We discovered that the public showed considerable curiosity, even though sometimes with a certain “reverential awe” towards the subject matter, sensitive for some people. However, I feel that art can help attract an increasingly wider public. As far as public institutions are concerned, I prefer not to comment, however, not being part of official institutions allows us to remain independent and to say and do what we prefer. Perhaps this might change in the future, I would like to think so. It might help that this year we have been assigned to curate one of the programs in the rich line-up of events for the Pesaro 2024 Capitale Italiana della Cultura

What does it mean to be a human in the age of artificial intelligence?

Umanesimo Artificiale seems like a multidisciplinary workshop in constant development. Could you give us an overview of the project’s evolution, describing  activities and initiatives you have promoted in recent years?

The first events were performances, with Nonotak and Robert Henke (Monolake) at the Teatro della Fortuna, and Caterina Barbieri at the ex Chiesa San Francesco, a spectacular open-air church in the center of Fano. From the very start, we held live-coding, processing, and touch-designer  workshops as well as  workshops for children on computational thinking and scratch. We then evolved towards research projects, both on commission as well as internal personal research work. Today we have our Transmedia Research Institute  that experiments new research formats and training. We are launching an Operating system studio for projects that we cannot carry out as a cultural association. However, the Umanesimo Artificiale  cultural association continues to function for more interdisciplinary projects.

Everything grows and changes in an organic way, according to personal curiosity and the various connections and collaborations that emerge. In recent years the question “what does it mean to be a human in the age of artificial intelligence” has led us to investigate technologies that are becoming far closer to the human body, to the point of even penetrating it.

So we have implantables: transcranial implants like the Neil Harbisson cyborg, or neural implants such as Elon Musk’s Neuralink; ingestibles like Stomach Sculpture by Stelarc or ingestible nanorobots; wearable technology: e-skin, second skin in biomaterials, and all the research by Luca Pagan on embedded technology. And finally, the technology around the body, understood as the concept of decomposition and multiplication of the body in networks.

The cultural suppositions of your work allow you to analyze technological application in a transversal manner, from cultural and expressive spheres to applied science. According to your experience, what art form manages to best metabolize and reinterpret the possibilities introduced through technological integration?

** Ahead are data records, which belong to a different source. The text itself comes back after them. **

use chrono::{NaiveDate, NaiveTime, Utc};
use classroll::core::notification_store::new_class_message;
use classroll::core::{ClassCreated, ClassEventSink, NotificationStore};
use classroll::db::{KeyValueStore, KvRepository, MemoryStore};
use classroll::models::{NotificationKind, NotificationRecord};

fn event(id: i64, subject: &str) -> ClassCreated {
    ClassCreated {
        class_id: id,
        subject: subject.into(),
        date: NaiveDate::from_ymd_opt(2025, 3, 10).unwrap(),
        time: NaiveTime::from_hms_opt(9, 30, 0).unwrap(),
    }
}

#[test]
fn test_new_class_events_are_prepended() {
    let mut log = NotificationStore::new(KvRepository::new(MemoryStore::new()));

    log.class_created(&event(1, "Physics")).unwrap();
    log.class_created(&event(2, "Chemistry")).unwrap();

    let all = log.list().unwrap();
    assert_eq!(all.len(), 2);
    assert!(all[0].message.contains("Chemistry"));
    assert!(all[1].message.contains("Physics"));
    assert!(all.iter().all(|n| n.kind == NotificationKind::NewClass && !n.read));
    assert_ne!(all[0].id, all[1].id);
    assert_eq!(log.unread_count().unwrap(), 2);
}

#[test]
fn test_mark_all_read_is_idempotent() {
    let store = MemoryStore::new();
    let mut log = NotificationStore::new(KvRepository::new(store.clone()));
    log.class_created(&event(1, "Physics")).unwrap();
    log.class_created(&event(2, "Chemistry")).unwrap();

    assert_eq!(log.mark_all_read().unwrap(), 2);
    assert_eq!(log.unread_count().unwrap(), 0);
    let rev = store.revision("student_notifications").unwrap();

    assert_eq!(log.mark_all_read().unwrap(), 0);
    assert_eq!(log.unread_count().unwrap(), 0);
    assert_eq!(store.revision("student_notifications").unwrap(), rev);
    assert_eq!(log.list().unwrap().len(), 2);
}

#[test]
fn test_mark_all_read_on_empty_log() {
    let mut log = NotificationStore::new(KvRepository::new(MemoryStore::new()));
    assert_eq!(log.mark_all_read().unwrap(), 0);
    assert!(log.list().unwrap().is_empty());
}

#[test]
fn test_append_keeps_existing_entries() {
    let mut log = NotificationStore::new(KvRepository::new(MemoryStore::new()));
    log.class_created(&event(1, "Physics")).unwrap();
    log.mark_all_read().unwrap();

    log.append(NotificationRecord::new_class(7, "Hello".into(), Utc::now()))
        .unwrap();

    let all = log.list().unwrap();
    assert_eq!(all[0].id, 7);
    assert!(!all[0].read);
    assert!(all[1].read);
    assert_eq!(log.unread_count().unwrap(), 1);
}

#[test]
fn test_message_format() {
    assert_eq!(
        new_class_message(
            "Advanced Mathematics",
            NaiveDate::from_ymd_opt(2025, 1, 5).unwrap(),
            NaiveTime::from_hms_opt(8, 5, 0).unwrap(),
        ),
        "New class added: \"Advanced Mathematics\" on 2025-01-05 at 08:05."
    );
}

#[test]
fn test_record_json_shape() {
    let n = NotificationRecord::new_class(3, "Hi".into(), Utc::now());
    let json = serde_json::to_value(&n).unwrap();
    assert_eq!(json["type"], "new_class");
    assert_eq!(json["read"], false);

    // `read` may be missing from older records
    let raw = r#"[{"id":1,"type":"new_class","message":"m","timestamp":"2025-03-10T09:00:00Z"}]"#;
    let parsed: Vec<NotificationRecord> = serde_json::from_str(raw).unwrap();
    assert!(!parsed[0].read);
}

I do not have a “conventional” artistic background, mine is more scientific and technological. Since I am just as interested in the final output as in the experimental process that I generate, from the beginning, I felt perfectly at home in the territory between art, science and technology. In my past as a consultant, I worked on projects that involved MIT Media Lab  and certain professors, and I often visited them. MIT Media Lab  is a strong source of inspiration for Umanesimo Artificiale.

There is a fantastic term used by the Boston MIT Media Lab  for this type of approach: “antidisciplinarity”, defined as a range of blank spaces between different disciplines, each with its own language, framework and methodologies. When I am asked questions on what we do, or about projects we are working on, I always answer that apart from the specific projects – many and very different from one another – what distinguishes Umanesimo Artificiale is the antidisciplinary approach we apply to each single project. This is what we are recognised for; it is what our public and our partners expect, and what we look for in those who collaborate with us.

We work on projects where the artistic and scientific aspects begin together on day zero, at the same level, and then we go ahead in parallel mode, each one influencing the other. It is a more complex system than embellishing a scientific experiment or calling in a scientist later on to make an artistic project more scientifically credible, but it produces good results.